Scientists have achieved the first success in "decrypting" an enzyme's function from its structure, a breakthrough that may open an efficient route to drug discovery.
Led by UCSF's Brian Shoichet, Steven Almo of the Albert Einstein College of Medicine, and Frank Raushel of Texas A and M, the study offers a solution to the puzzle that hinders drug discovery, as many of the most successful drugs work by blocking enzyme action.
Shoichet says if the new strategy works with other enzymes, it should become a potent tool to determine how key enzymes work in the body.
The researchers achieved this success by modifying a technique called molecular docking, a computer-aided modeling strategy used to search for potential drugs.
Docking works by allowing researchers to first determine the atom-by-atom structure of an enzyme and then screen many thousands of molecules for one that fits into the empty "active site" of the enzyme.
According to Shoichet, a molecule that fits the enzyme's active site will block its activity, just what many promising drugs do.
The researchers say that the key to their success was a computational feat: simulating candidate substrates that mimicked unstable "intermediate" molecules - those that exist only briefly as the catalyst turns the substrate into a new molecule.
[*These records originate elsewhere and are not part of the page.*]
pub use sea_orm_migration::prelude::*;

mod m20250901_000001_create_enum_types;
mod m20250901_000002_create_users_and_ledger;
mod m20250901_000003_create_tasks;
mod m20250901_000004_create_rewards;
mod m20250901_000005_create_platform_tables;
mod m20250901_000006_seed_reference_data;

pub struct Migrator;

#[async_trait::async_trait]
impl MigratorTrait for Migrator {
    fn migrations() -> Vec<Box<dyn MigrationTrait>> {
        vec![
            Box::new(m20250901_000001_create_enum_types::Migration),
            Box::new(m20250901_000002_create_users_and_ledger::Migration),
            Box::new(m20250901_000003_create_tasks::Migration),
            Box::new(m20250901_000004_create_rewards::Migration),
            Box::new(m20250901_000005_create_platform_tables::Migration),
            Box::new(m20250901_000006_seed_reference_data::Migration),
        ]
    }
}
"To tell the truth, we were very surprised that the docking approach worked to determine the substrate. There's so many ways that the approach can go wrong. We're all very gratified," Nature magazine quoted Shoichet as saying.
During the study, the researchers extracted an enzyme from a bacterium known as Thermotoga maritima, a microbe that normally lives at very high temperatures and pressures near volcanic ocean vents. Its structure was determined as a part of the structural genomics project, a large-scale, worldwide effort to determine the structures of enzymes and receptors.
As the scientists knew the nature of the substrate, they went on to discover that the enzyme works in a previously uncharacterised metabolic pathway in bacteria.